==== DATA RECORDS

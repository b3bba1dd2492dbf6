//! Interrupt-to-loop edge mailbox
//!
//! The edge and compare-match interrupt handlers publish into a single-slot
//! mailbox; the cooperative loop consumes through the
//! [`EdgeCaptureInterface`] adapter. Both flags are consumed atomically with
//! their payload, which gives the single-fire semantics the decoders rely on:
//! a published sample or window boundary is observed exactly once.
//!
//! An unconsumed sample is overwritten by the next edge (latest wins); the
//! handlers never block and never decode.

use crate::core::traits::SharedState;
use crate::platform::{EdgeCaptureInterface, PulseSample, Result};

/// Shared capture slot: the only state that crosses the interrupt boundary.
#[derive(Debug, Default, Clone, Copy)]
pub struct CaptureSlot {
    sample: Option<PulseSample>,
    window: bool,
}

impl CaptureSlot {
    /// Empty slot, for static initialization.
    pub const fn new() -> Self {
        Self {
            sample: None,
            window: false,
        }
    }
}

/// Single-slot mailbox between interrupt handlers and the control loop.
///
/// On an embedded target this lives in a `static` backed by `EmbassyState`;
/// the edge ISR calls [`publish_sample`](Self::publish_sample) and the
/// compare-match ISR calls [`publish_window`](Self::publish_window). Tests
/// back it with `MockState`.
pub struct EdgeMailbox<S: SharedState<CaptureSlot>> {
    slot: S,
}

impl<S: SharedState<CaptureSlot>> EdgeMailbox<S> {
    /// Create a mailbox over the given shared slot
    pub const fn new(slot: S) -> Self {
        Self { slot }
    }

    /// Publish a measured pulse. Interrupt context; overwrites any
    /// unconsumed sample.
    pub fn publish_sample(&self, sample: PulseSample) {
        self.slot.with_mut(|s| s.sample = Some(sample));
    }

    /// Publish a window boundary. Interrupt context.
    pub fn publish_window(&self) {
        self.slot.with_mut(|s| s.window = true);
    }

    /// Borrow a consumer implementing [`EdgeCaptureInterface`]
    pub fn consumer(&self) -> MailboxCapture<'_, S> {
        MailboxCapture { mailbox: self }
    }
}

/// Consumer-side adapter: pulls published samples from an [`EdgeMailbox`]
/// through the capture trait.
pub struct MailboxCapture<'a, S: SharedState<CaptureSlot>> {
    mailbox: &'a EdgeMailbox<S>,
}

impl<S: SharedState<CaptureSlot>> EdgeCaptureInterface for MailboxCapture<'_, S> {
    fn take_sample(&mut self) -> Option<PulseSample> {
        self.mailbox.slot.with_mut(|s| s.sample.take())
    }

    fn take_window(&mut self) -> bool {
        self.mailbox.slot.with_mut(|s| core::mem::take(&mut s.window))
    }

    fn restart(&mut self) -> Result<()> {
        self.mailbox.slot.with_mut(|s| {
            s.sample = None;
            s.window = false;
        });
        Ok(())
    }
}

#[cfg(test)]
mod tests {
    use super::*;
    use crate::core::traits::MockState;
    use crate::platform::PulseLevel;

    fn mailbox() -> EdgeMailbox<MockState<CaptureSlot>> {
        EdgeMailbox::new(MockState::new(CaptureSlot::new()))
    }

    #[test]
    fn test_sample_consumed_once() {
        let mb = mailbox();
        mb.publish_sample(PulseSample {
            ticks: 400,
            level: PulseLevel::High,
        });

        let mut cap = mb.consumer();
        assert_eq!(cap.take_sample().map(|s| s.ticks), Some(400));
        assert_eq!(cap.take_sample(), None);
    }

    #[test]
    fn test_latest_sample_wins() {
        let mb = mailbox();
        mb.publish_sample(PulseSample {
            ticks: 100,
            level: PulseLevel::High,
        });
        mb.publish_sample(PulseSample {
            ticks: 200,
            level: PulseLevel::High,
        });

        let mut cap = mb.consumer();
        assert_eq!(cap.take_sample().map(|s| s.ticks), Some(200));
    }

    #[test]
    fn test_window_flag_single_fire() {
        let mb = mailbox();
        mb.publish_window();

        let mut cap = mb.consumer();
        assert!(cap.take_window());
        assert!(!cap.take_window());
    }

    #[test]
    fn test_restart_clears_stale_state() {
        let mb = mailbox();
        mb.publish_sample(PulseSample {
            ticks: 370,
            level: PulseLevel::High,
        });
        mb.publish_window();

        let mut cap = mb.consumer();
        cap.restart().unwrap();
        assert_eq!(cap.take_sample(), None);
        assert!(!cap.take_window());
    }
}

========

**WORK TASK**
Print the records above verbatim from their first line to the line containing "(latest wins); the", both included, and stop there.

**REPLY**
repository b3bba1dd2492dbf6
//! Interrupt-to-loop edge mailbox
//!
//! The edge and compare-match interrupt handlers publish into a single-slot
//! mailbox; the cooperative loop consumes through the
//! [`EdgeCaptureInterface`] adapter. Both flags are consumed atomically with
//! their payload, which gives the single-fire semantics the decoders rely on:
//! a published sample or window boundary is observed exactly once.
//!
//! An unconsumed sample is overwritten by the next edge (latest wins); the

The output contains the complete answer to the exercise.